Rivers Inlet

Rivers Inlet[1] is a fjord in the Central Coast region of the Canadian province of British Columbia, its entrance off Fitz Hugh Sound, about 125 km (78 mi) southwest of the community of Bella Coola and about 65 km (40 mi) north of the northern tip of Vancouver Island and the western entrance of the Queen Charlotte Strait.

Rivers Inlet
Rivers Inlet
Location in British Columbia
LocationBritish Columbia, Canada
Coordinates51°40′39″N 127°18′42″W
Ocean/sea sourcesPacific Ocean

Rivers Inlet was a major fishing area with huge salmon runs. At one time it had the second largest sockeye salmon run only to the Fraser River. A total of 19 Canneries were built in the area starting late in the 1890's. Three canneries remained as they dotted the shorelines until their closure by consolidation through the monopoly of companies, and the consolidation around large centralized ice plants in the 1950s.

Name origin

Rivers Inlet was named by George Vancouver for George Pitt the 1st Baron Rivers (1721-1803).[2] Two of his men, Peter Puget and Joseph Whidbey, first charted it in 1792.[3]

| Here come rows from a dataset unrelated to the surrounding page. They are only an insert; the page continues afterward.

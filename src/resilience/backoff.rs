//! Exponential backoff with jitter for same-provider retries.

use std::time::Duration;

use rand::Rng;

use crate::config::RetryConfig;

/// Doubling delay from `base_ms`, capped at `max_ms`, plus up to 10% jitter.
///
/// `attempt` is 1-based; attempt 0 yields no delay.
pub fn calculate_backoff(attempt: u32, base_ms: u64, max_ms: u64) -> Duration {
    let Some(exponent) = attempt.checked_sub(1) else {
        return Duration::ZERO;
    };

    let delay_ms = base_ms
        .saturating_mul(1u64.checked_shl(exponent).unwrap_or(u64::MAX))
        .min(max_ms);
    let jitter_ms = match delay_ms / 10 {
        0 => 0,
        spread => rand::thread_rng().gen_range(0..spread),
    };

    Duration::from_millis(delay_ms + jitter_ms)
}

/// Delay before retrying the same provider: backoff raised to the
/// classifier's wait hint, never beyond `max_delay_ms`.
pub fn retry_delay(attempt: u32, wait_hint: Duration, config: &RetryConfig) -> Duration {
    let backoff = calculate_backoff(attempt, config.base_delay_ms, config.max_delay_ms);
    backoff
        .max(wait_hint)
        .min(Duration::from_millis(config.max_delay_ms))
}

#[cfg(test)]
mod tests {
    use super::*;

    #[test]
    fn test_backoff_calculation() {
        assert_eq!(calculate_backoff(0, 100, 2000), Duration::ZERO);

        let b1 = calculate_backoff(1, 100, 2000);
        assert!(b1.as_millis() >= 100 && b1.as_millis() < 110);

        let b2 = calculate_backoff(2, 100, 2000);
        assert!(b2.as_millis() >= 200);

        let max = calculate_backoff(10, 100, 1000);
        assert!(max.as_millis() >= 1000 && max.as_millis() < 1100);
    }

    #[test]
    fn test_retry_delay_honors_hint_and_cap() {
        let config = RetryConfig {
            max_same_provider_retries: 2,
            base_delay_ms: 100,
            max_delay_ms: 10_000,
        };

        // 60s rate-limit hint is capped
        assert_eq!(
            retry_delay(1, Duration::from_secs(60), &config),
            Duration::from_millis(10_000)
        );
        // 3s network hint dominates a 100ms backoff
        assert_eq!(
            retry_delay(1, Duration::from_secs(3), &config),
            Duration::from_secs(3)
        );
    }
}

The inlet is about 45 km (28 mi) in length from its head at the community of Rivers Inlet, which was a logging and fishing town that was also the home of the Wuikinuxv and their government, the Wuikinuxv Nation, also known variously as the Owekeeno, Awikenox, Oowekeeno and also as the Rivers Inlet people. The main rivers feeding Rivers Inlet are the Kilbella River and its tributary, the Chuckwalla River, and the 3 km (1.9 mi) Wannock River, which feeds the head of Rivers Inlet and was fed by the fresh-water fjord Owikeno Lake, 50 km (31 mi) in length, and which was fed by the Tzeo, Sheemahant and Machmell Rivers. The Machmell, the largest, was fed from the northern flank of the Ha-Iltzuk Icefield, one of the largest of the southern Coast Mountains icecaps, and which was capped by the Silverthrone Caldera.

About 15 km (9.3 mi) down the inlet, west from the town and the head of the inlet, is the mouth of a 30 km (19 mi) side-inlet from the north, Moses Inlet, which is fed by the Clyak River and which itself has a western side-inlet named Hardy Inlet, 15 km (9.3 mi) in length.